//! Core types for the badge progress engine.
//!
//! Defines badge definitions, their module/requirement tree, per-member
//! progress rows, awards and stock. Every free-text column in storage maps to
//! one of the closed enums below.

use chrono::{DateTime, Utc};
use serde::{Deserialize, Serialize};
use uuid::Uuid;

use crate::members::Section;

/// Which section a badge is offered to.
#[derive(Debug, Clone, Copy, PartialEq, Eq, Hash, Serialize, Deserialize)]
#[serde(rename_all = "snake_case")]
pub enum BadgeSection {
    Only(Section),
    All,
}

impl BadgeSection {
    pub fn as_str(&self) -> &'static str {
        match self {
            BadgeSection::Only(section) => section.as_str(),
            BadgeSection::All => "all",
        }
    }

    pub fn from_str(s: &str) -> Option<Self> {
        match s {
            "all" => Some(BadgeSection::All),
            other => Section::from_str(other).map(BadgeSection::Only),
        }
    }

    /// Whether members of `section` can earn this badge.
    pub fn includes(&self, section: Section) -> bool {
        match self {
            BadgeSection::Only(s) => *s == section,
            BadgeSection::All => true,
        }
    }
}

/// Badge category.
#[derive(Debug, Clone, Copy, PartialEq, Eq, Hash, Serialize, Deserialize)]
#[serde(rename_all = "snake_case")]
pub enum BadgeCategory {
    Activity,
    Challenge,
    Staged,
    Core,
}

impl BadgeCategory {
    pub fn as_str(&self) -> &'static str {
        match self {
            BadgeCategory::Activity => "activity",
            BadgeCategory::Challenge => "challenge",
            BadgeCategory::Staged => "staged",
            BadgeCategory::Core => "core",
        }
    }

    pub fn from_str(s: &str) -> Option<Self> {
        match s {
            "activity" => Some(BadgeCategory::Activity),
            "challenge" => Some(BadgeCategory::Challenge),
            "staged" => Some(BadgeCategory::Staged),
            "core" => Some(BadgeCategory::Core),
            _ => None,
        }
    }
}

/// How a badge's modules roll up into badge completion.
#[derive(Debug, Clone, Copy, PartialEq, Eq, Default, Serialize, Deserialize)]
#[serde(rename_all = "snake_case")]
pub enum BadgeCompletionRule {
    /// Every module must be complete
    #[default]
    AllModules,
    /// Any one module completes the badge (alternative paths)
    OneModule,
    /// Bespoke rule; evaluated like `AllModules`
    Custom,
    /// Completed by a leader rather than by requirement tracking
    Manual,
}

impl BadgeCompletionRule {
    pub fn as_str(&self) -> &'static str {
        match self {
            BadgeCompletionRule::AllModules => "all_modules",
            BadgeCompletionRule::OneModule => "one_module",
            BadgeCompletionRule::Custom => "custom",
            BadgeCompletionRule::Manual => "manual",
        }
    }

    pub fn from_str(s: &str) -> Option<Self> {
        match s {
            "all_modules" => Some(BadgeCompletionRule::AllModules),
            "one_module" => Some(BadgeCompletionRule::OneModule),
            "custom" => Some(BadgeCompletionRule::Custom),
            "manual" => Some(BadgeCompletionRule::Manual),
            _ => None,
        }
    }
}

/// How a module's requirements roll up into module completion.
#[derive(Debug, Clone, Copy, PartialEq, Eq, Default, Serialize, Deserialize)]
#[serde(rename_all = "snake_case")]
pub enum ModuleCompletionRule {
    #[default]
    AllRequired,
    XOfNRequired,
}

impl ModuleCompletionRule {
    pub fn as_str(&self) -> &'static str {
        match self {
            ModuleCompletionRule::AllRequired => "all_required",
            ModuleCompletionRule::XOfNRequired => "x_of_n_required",
        }
    }

    pub fn from_str(s: &str) -> Option<Self> {
        match s {
            "all_required" => Some(ModuleCompletionRule::AllRequired),
            "x_of_n_required" => Some(ModuleCompletionRule::XOfNRequired),
            _ => None,
        }
    }
}

/// Badge definition.
#[derive(Debug, Clone, PartialEq, Serialize, Deserialize)]
pub struct BadgeDefinition {
    pub id: Uuid,
    pub name: String,
    pub section: BadgeSection,
    pub category: BadgeCategory,
    pub completion_rule: BadgeCompletionRule,
    /// Shared by every stage of a staged family (e.g. "nights_away")
    pub badge_family_id: Option<String>,
    /// Stage within the family, strictly increasing
    pub stage_number: Option<u32>,
    pub is_chief_scout_award: bool,
    pub image_url: Option<String>,
    pub active: bool,
    pub created_at: DateTime<Utc>,
}

impl BadgeDefinition {
    /// Create a new badge with the default `AllModules` rule.
    pub fn new(name: &str, section: BadgeSection, category: BadgeCategory) -> Self {
        Self {
            id: Uuid::new_v4(),
            name: name.trim().to_string(),
            section,
            category,
            completion_rule: BadgeCompletionRule::default(),
            badge_family_id: None,
            stage_number: None,
            is_chief_scout_award: false,
            image_url: None,
            active: true,
            created_at: Utc::now(),
        }
    }

    pub fn with_rule(mut self, rule: BadgeCompletionRule) -> Self {
        self.completion_rule = rule;
        self
    }

    /// Mark as a stage of a staged family.
    pub fn staged(mut self, family_id: &str, stage_number: u32) -> Self {
        self.category = BadgeCategory::Staged;
        self.badge_family_id = Some(family_id.to_string());
        self.stage_number = Some(stage_number);
        self
    }

    pub fn chief_scout_award(mut self) -> Self {
        self.is_chief_scout_award = true;
        self
    }
}

/// Named group of requirements with its own completion policy.
#[derive(Debug, Clone, PartialEq, Serialize, Deserialize)]
pub struct BadgeModule {
    pub id: Uuid,
    pub badge_id: Uuid,
    pub name: String,
    pub completion_rule: ModuleCompletionRule,
    /// Only meaningful under `XOfNRequired`
    pub required_count: Option<u32>,
    pub order: u32,
}

impl BadgeModule {
    pub fn new(badge_id: Uuid, name: &str, order: u32) -> Self {
        Self {
            id: Uuid::new_v4(),
            badge_id,
            name: name.trim().to_string(),
            completion_rule: ModuleCompletionRule::AllRequired,
            required_count: None,
            order,
        }
    }

    /// Switch to x-of-n semantics needing `count` requirements.
    pub fn x_of_n(mut self, count: u32) -> Self {
        self.completion_rule = ModuleCompletionRule::XOfNRequired;
        self.required_count = Some(count);
        self
    }
}

/// Atomic criterion a member must fulfil, possibly more than once.
#[derive(Debug, Clone, PartialEq, Serialize, Deserialize)]
pub struct BadgeRequirement {
    pub id: Uuid,
    pub module_id: Uuid,
    pub badge_id: Uuid,
    pub text: String,
    /// Times the requirement must be fulfilled (at least 1)
    pub required_completions: u32,
    pub order: u32,
}

impl BadgeRequirement {
    pub fn new(module: &BadgeModule, text: &str, order: u32) -> Self {
        Self {
            id: Uuid::new_v4(),
            module_id: module.id,
            badge_id: module.badge_id,
            text: text.trim().to_string(),
            required_completions: 1,
            order,
        }
    }

    pub fn times(mut self, required_completions: u32) -> Self {
        self.required_completions = required_completions;
        self
    }

    /// Completions needed, treating an unset (zero) value as 1.
    pub fn completions_needed(&self) -> u32 {
        self.required_completions.max(1)
    }
}

/// A module together with its requirements.
#[derive(Debug, Clone, PartialEq, Serialize, Deserialize)]
pub struct ModuleStructure {
    pub module: BadgeModule,
    pub requirements: Vec<BadgeRequirement>,
}

/// A badge together with its full module/requirement tree.
#[derive(Debug, Clone, PartialEq, Serialize, Deserialize)]
pub struct BadgeStructure {
    pub badge: BadgeDefinition,
    pub modules: Vec<ModuleStructure>,
}

impl BadgeStructure {
    /// At least one module, and every module has at least one requirement.
    pub fn is_complete(&self) -> bool {
        !self.modules.is_empty() && self.modules.iter().all(|m| !m.requirements.is_empty())
    }

    pub fn requirement_count(&self) -> usize {
        self.modules.iter().map(|m| m.requirements.len()).sum()
    }
}

/// One member's progress on one requirement.
#[derive(Debug, Clone, PartialEq, Serialize, Deserialize)]
pub struct MemberRequirementProgress {
    pub id: Uuid,
    pub member_id: Uuid,
    pub requirement_id: Uuid,
    pub badge_id: Uuid,
    /// Always positive while the row exists
    pub completion_count: u32,
    pub completed: bool,
    pub completed_date: Option<DateTime<Utc>>,
    pub updated_at: DateTime<Utc>,
}

/// Cached badge-level status.
#[derive(Debug, Clone, Copy, PartialEq, Eq, Hash, Serialize, Deserialize)]
#[serde(rename_all = "snake_case")]
pub enum ProgressStatus {
    InProgress,
    Completed,
}

impl ProgressStatus {
    pub fn as_str(&self) -> &'static str {
        match self {
            ProgressStatus::InProgress => "in_progress",
            ProgressStatus::Completed => "completed",
        }
    }

    pub fn from_str(s: &str) -> Option<Self> {
        match s {
            "in_progress" => Some(ProgressStatus::InProgress),
            "completed" => Some(ProgressStatus::Completed),
            _ => None,
        }
    }
}

/// Cached rollup of one member's status on one badge.
#[derive(Debug, Clone, PartialEq, Serialize, Deserialize)]
pub struct MemberBadgeProgress {
    pub id: Uuid,
    pub member_id: Uuid,
    pub badge_id: Uuid,
    pub status: ProgressStatus,
    pub completion_date: Option<DateTime<Utc>>,
    pub updated_at: DateTime<Utc>,
}

/// Whether a completed badge has been physically handed over.
#[derive(Debug, Clone, Copy, PartialEq, Eq, Hash, Serialize, Deserialize)]
#[serde(rename_all = "snake_case")]
pub enum AwardStatus {
    Pending,
    Awarded,
}

impl AwardStatus {
    pub fn as_str(&self) -> &'static str {
        match self {
            AwardStatus::Pending => "pending",
            AwardStatus::Awarded => "awarded",
        }
    }

    pub fn from_str(s: &str) -> Option<Self> {
        match s {
            "pending" => Some(AwardStatus::Pending),
            "awarded" => Some(AwardStatus::Awarded),
            _ => None,
        }
    }
}

/// Award record for a completed badge.
#[derive(Debug, Clone, PartialEq, Serialize, Deserialize)]
pub struct MemberBadgeAward {
    pub id: Uuid,
    pub member_id: Uuid,
    pub badge_id: Uuid,
    pub award_status: AwardStatus,
    pub created_at: DateTime<Utc>,
    pub awarded_date: Option<DateTime<Utc>>,
    pub awarded_by: Option<String>,
}

impl MemberBadgeAward {
    pub fn pending(member_id: Uuid, badge_id: Uuid) -> Self {
        Self {
            id: Uuid::new_v4(),
            member_id,
            badge_id,
            award_status: AwardStatus::Pending,
            created_at: Utc::now(),
            awarded_date: None,
            awarded_by: None,
        }
    }
}

/// Physical badges on hand.
#[derive(Debug, Clone, PartialEq, Serialize, Deserialize)]
pub struct BadgeStock {
    pub badge_id: Uuid,
    /// Can go negative after an admin override
    pub current_stock: i64,
    pub minimum_threshold: i64,
    pub updated_at: DateTime<Utc>,
}

/// Audit log entry for a stock change.
#[derive(Debug, Clone, PartialEq, Serialize, Deserialize)]
pub struct StockAdjustment {
    pub id: Uuid,
    pub badge_id: Uuid,
    pub delta: i64,
    pub reason: String,
    pub actor: String,
    pub created_at: DateTime<Utc>,
}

^^^^^^^^^^^^^^^^

### [YOUR OBJECTIVE]
Look over the records above, and wherever a line contains the string "together", copy that line.

### [ANSWER FOR THIS EXERCISE]
/// A module together with its requirements.
/// A badge together with its full module/requirement tree.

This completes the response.